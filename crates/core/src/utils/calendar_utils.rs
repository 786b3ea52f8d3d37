use chrono::{Datelike, Months, NaiveDate};

/// Number of days in the given calendar month (leap years included).
pub fn days_in_month(year: i32, month: u32) -> u32 {
    month_end(year, month).map(|d| d.day()).unwrap_or(0)
}

/// First day of the given month, `None` for an invalid year/month pair.
pub fn month_start(year: i32, month: u32) -> Option<NaiveDate> {
    NaiveDate::from_ymd_opt(year, month, 1)
}

/// Last day of the given month, `None` for an invalid year/month pair.
pub fn month_end(year: i32, month: u32) -> Option<NaiveDate> {
    month_start(year, month)?;
    let (next_year, next_month) = next_month(year, month);
    NaiveDate::from_ymd_opt(next_year, next_month, 1)?.pred_opt()
}

/// The (year, month) pair following the given one.
pub fn next_month(year: i32, month: u32) -> (i32, u32) {
    if month >= 12 {
        (year + 1, 1)
    } else {
        (year, month + 1)
    }
}

/// Adds calendar months to a date. A day that does not exist in the target
/// month is clamped to that month's last day (Jan 31 + 1 month = Feb 28/29).
pub fn add_months_clamped(date: NaiveDate, months: u32) -> Option<NaiveDate> {
    date.checked_add_months(Months::new(months))
}

/// Inclusive last day of a term that starts on `start` and lasts `months`.
pub fn term_end(start: NaiveDate, months: u32) -> Option<NaiveDate> {
    add_months_clamped(start, months)?.pred_opt()
}

/// Sortable `YYYY-MM` key.
pub fn month_key(year: i32, month: u32) -> String {
    format!("{:04}-{:02}", year, month)
}

/// Number of calendar months from the month of `from` to the month of `to`,
/// inclusive of both ends. Zero when `to` is in an earlier month.
pub fn months_between(from: NaiveDate, to: NaiveDate) -> u32 {
    let diff = (to.year() - from.year()) * 12 + to.month() as i32 - from.month() as i32 + 1;
    diff.max(0) as u32
}

/// Last day of the given calendar year.
pub fn year_end(year: i32) -> Option<NaiveDate> {
    NaiveDate::from_ymd_opt(year, 12, 31)
}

» Work task:
Starting with the line that contains "given calendar year.", copy each line through the end of the data exactly, and leave out all earlier lines.

» Solution to this task:
/// Last day of the given calendar year.
pub fn year_end(year: i32) -> Option<NaiveDate> {
    NaiveDate::from_ymd_opt(year, 12, 31)
}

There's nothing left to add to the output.